Take time to build connections and bonds. Even when Paul couldn’t be with his network in person (sometimes because he was in another town or jail,) he stayed in touch. He had people who kept him informed, and he corresponded with people he had met in past encounters. He wrote letters of encouragement and teaching. Paul wrote thirteen letters to churches that are included in the New Testament.
Include long-term goals in your networking strategy. Because of Paul’s approach, he is considered to have been pivotal in the spread of the Christian faith throughout the Roman Empire.
Remember, networking isn’t about how many people you know. As cliché as it sounds, networking is about how many people you can help.
Whether you were born with an active networking gene or grew up to be a dedicated wallflower – or you reside somewhere in between those two polar positions, you can up your networking game.
No Selling Allowed
Networking in the construction contracting world isn’t always about making a sale, getting the bid, or connecting with a potential client. Instead, it is about establishing a level of trust. It is about building healthy, professional, mutually beneficial relationships.
Consider how you can help—and not just in a professional sense. Show that you care.
Sometimes it is about finding just the right person for other reasons:
· Someone to employ (It turns out that people tend to get jobs through their connections’ connections, rather than their direct friends or colleagues.)
· The gal who delivers exceptional business referrals
· A guy who has a connection to the type of service provider you’ve been searching for
· Somebody who “knows the ropes” and is willing to serve as a “next step” mentor
· A partner
· An investor
Focus on relationship building.
Realize that you have something to offer. Sometimes that is your services, but it can also be your time, money, or knowledge.
When you’re in a networking position, a few concepts to keep in mind are:
· Find common ground
· Look for things that are interesting about the other person
· Set reasonable expectations
· Listen – did you hear me? Listen – that is important!
· Be generous
· Ask graciously for help or advice
· Be assertive but not rude
· Pay attention to folks who are looking for partners, resources, or consultants
· Strive to overcome any wallflower predilections
· Embrace opportunities to teach, demonstrate, do speaking engagements, or share your construction contractor expertise
· Follow up (For example, sending thank-you cards.)

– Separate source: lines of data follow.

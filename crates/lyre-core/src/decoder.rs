//! Container probing and decoding via Symphonia
//!
//! `probe` opens a file far enough to read its tracks and tags; the metadata
//! extractor and the clock output both rely on it. The full `Decoder` is only
//! built with the `device` feature, where it feeds the sound card.

use std::fs::File;
use std::path::Path;

use symphonia::core::codecs::CODEC_TYPE_NULL;
use symphonia::core::formats::{ FormatOptions, FormatReader, Track as ContainerTrack };
use symphonia::core::io::{ MediaSourceStream, MediaSourceStreamOptions };
use symphonia::core::meta::MetadataOptions;
use symphonia::core::probe::{ Hint, ProbeResult };
use thiserror::Error;


/// Errors that can occur while probing or decoding.
#[derive( Debug, Error )]
pub enum DecoderError {
    #[error( "Failed to open file: {0}" )]
    FileOpen( #[from] std::io::Error ),

    #[error( "Unsupported format" )]
    UnsupportedFormat,

    #[error( "No audio tracks found" )]
    NoAudioTrack,

    #[error( "Decoder creation failed: {0}" )]
    DecoderCreation( String ),

    #[error( "Decode error: {0}" )]
    Decode( String ),

    #[error( "Seek error: {0}" )]
    Seek( String ),
}


/// Probes a file and returns the container reader with any leading metadata.
///
/// The file extension is passed to Symphonia as a hint.
pub fn probe( path: &Path ) -> Result<ProbeResult, DecoderError> {
    let file = File::open( path )?;
    let mss = MediaSourceStream::new( Box::new( file ), MediaSourceStreamOptions::default() );

    let mut hint = Hint::new();
    if let Some( ext ) = path.extension().and_then( |e| e.to_str() ) {
        hint.with_extension( ext );
    }

    symphonia::default::get_probe()
        .format( &hint, mss, &FormatOptions::default(), &MetadataOptions::default() )
        .map_err( |e| {
            tracing::debug!( "Probe failed for {:?}: {}", path, e );
            DecoderError::UnsupportedFormat
        })
}


/// First track carrying a real codec.
pub fn audio_track( format: &dyn FormatReader ) -> Option<&ContainerTrack> {
    format.tracks()
        .iter()
        .find( |t| t.codec_params.codec != CODEC_TYPE_NULL )
}


/// Duration in seconds of the first audio track, if the container declares it.
pub fn track_duration( format: &dyn FormatReader ) -> Option<f64> {
    let params = &audio_track( format )?.codec_params;
    let frames = params.n_frames?;

    let seconds = match ( params.time_base, params.sample_rate ) {
        ( Some( tb ), _ ) => {
            let time = tb.calc_time( frames );
            time.seconds as f64 + time.frac
        }
        ( None, Some( rate ) ) if rate > 0 => frames as f64 / rate as f64,
        _ => return None,
    };

    ( seconds.is_finite() && seconds > 0.0 ).then_some( seconds )
}


#[cfg( feature = "device" )]
pub use self::pcm::Decoder;


#[cfg( feature = "device" )]
mod pcm {
    use std::path::Path;

    use symphonia::core::audio::SampleBuffer;
    use symphonia::core::codecs::{ Decoder as SymphoniaDecoder, DecoderOptions };
    use symphonia::core::errors::Error as SymphoniaError;
    use symphonia::core::formats::{ FormatReader, SeekMode, SeekTo };
    use symphonia::core::units::Time;

    use super::{ audio_track, probe, track_duration, DecoderError };


    /// Decodes one audio track into interleaved f32 samples.
    pub struct Decoder {
        format_reader: Box<dyn FormatReader>,
        decoder: Box<dyn SymphoniaDecoder>,
        track_id: u32,
        sample_rate: u32,
        channels: usize,
        sample_buf: Option<SampleBuffer<f32>>,
        duration: Option<f64>,
    }


    impl Decoder {
        /// Opens an audio file for decoding.
        pub fn open( path: &Path ) -> Result<Self, DecoderError> {
            let format_reader = probe( path )?.format;

            let track = audio_track( format_reader.as_ref() ).ok_or( DecoderError::NoAudioTrack )?;
            let track_id = track.id;
            let sample_rate = track.codec_params.sample_rate.unwrap_or( 44100 );
            let channels = track.codec_params.channels.map( |c| c.count() ).unwrap_or( 2 );

            let decoder = symphonia::default::get_codecs()
                .make( &track.codec_params, &DecoderOptions::default() )
                .map_err( |e| DecoderError::DecoderCreation( e.to_string() ) )?;

            let duration = track_duration( format_reader.as_ref() );

            tracing::info!(
                "Opened audio: {} Hz, {} channels, duration: {:?}s",
                sample_rate,
                channels,
                duration
            );

            Ok( Self {
                format_reader,
                decoder,
                track_id,
                sample_rate,
                channels,
                sample_buf: None,
                duration,
            })
        }


        pub fn sample_rate( &self ) -> u32 {
            self.sample_rate
        }


        pub fn channels( &self ) -> usize {
            self.channels
        }


        /// Returns the duration in seconds, if known.
        pub fn duration( &self ) -> Option<f64> {
            self.duration
        }


        /// Decodes the next packet and returns interleaved f32 samples.
        ///
        /// Returns None when EOF is reached.
        pub fn decode_next( &mut self ) -> Result<Option<Vec<f32>>, DecoderError> {
            loop {
                let packet = match self.format_reader.next_packet() {
                    Ok( packet ) => packet,
                    Err( SymphoniaError::IoError( ref e ) )
                        if e.kind() == std::io::ErrorKind::UnexpectedEof =>
                    {
                        return Ok( None );
                    }
                    Err( e ) => return Err( DecoderError::Decode( e.to_string() ) ),
                };

                if packet.track_id() != self.track_id {
                    continue;
                }

                let decoded = match self.decoder.decode( &packet ) {
                    Ok( decoded ) => decoded,
                    // Corrupt packets are skipped
                    Err( SymphoniaError::DecodeError( _ ) ) => continue,
                    Err( e ) => return Err( DecoderError::Decode( e.to_string() ) ),
                };

                let spec = *decoded.spec();
                let frames = decoded.frames();

                if self.sample_buf.as_ref().map_or( true, |b| b.capacity() < frames ) {
                    self.sample_buf = Some( SampleBuffer::new( frames as u64, spec ) );
                }
                let Some( buf ) = self.sample_buf.as_mut() else {
                    continue;
                };
                buf.copy_interleaved_ref( decoded );

                return Ok( Some( buf.samples().to_vec() ) );
            }
        }


        /// Seeks to a position in seconds.
        pub fn seek( &mut self, position_secs: f64 ) -> Result<(), DecoderError> {
            let seek_to = SeekTo::Time {
                time: Time::from( position_secs ),
                track_id: Some( self.track_id ),
            };

            self.format_reader
                .seek( SeekMode::Accurate, seek_to )
                .map_err( |e| DecoderError::Seek( e.to_string() ) )?;

            self.decoder.reset();
            Ok(())
        }
    }
}


#[cfg( test )]
mod tests {
    use super::*;


    #[test]
    fn test_probe_rejects_garbage() {
        let dir = tempfile::tempdir().unwrap();
        let path = dir.path().join( "noise.mp3" );
        std::fs::write( &path, b"definitely not audio" ).unwrap();

        assert!( matches!( probe( &path ), Err( DecoderError::UnsupportedFormat ) ) );
    }


    #[test]
    fn test_probe_missing_file() {
        let dir = tempfile::tempdir().unwrap();
        assert!( matches!(
            probe( &dir.path().join( "gone.flac" ) ),
            Err( DecoderError::FileOpen( _ ) )
        ));
    }
}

· Follow through (Do what you said you would – even when it is hard.)
· Give referrals
· Ask for referrals
The following two questions can open up a bucket-load (remember, this is an excellent accounting term) of new networking opportunities.
Do you have any ideas for me?
And do you know anyone else I should talk to?
Go Where You’ve Never Gone Before
Don’t beam up too soon. Who do you want to do business with? What types of construction do you want to participate in? Network with those folks. Go to places and events they attend.
Here are some areas to consider:
· Charity events
· Arts associations
· Property management or facility management company associations (Perhaps attend the meetings or get to know someone from the International Facility Management Association.)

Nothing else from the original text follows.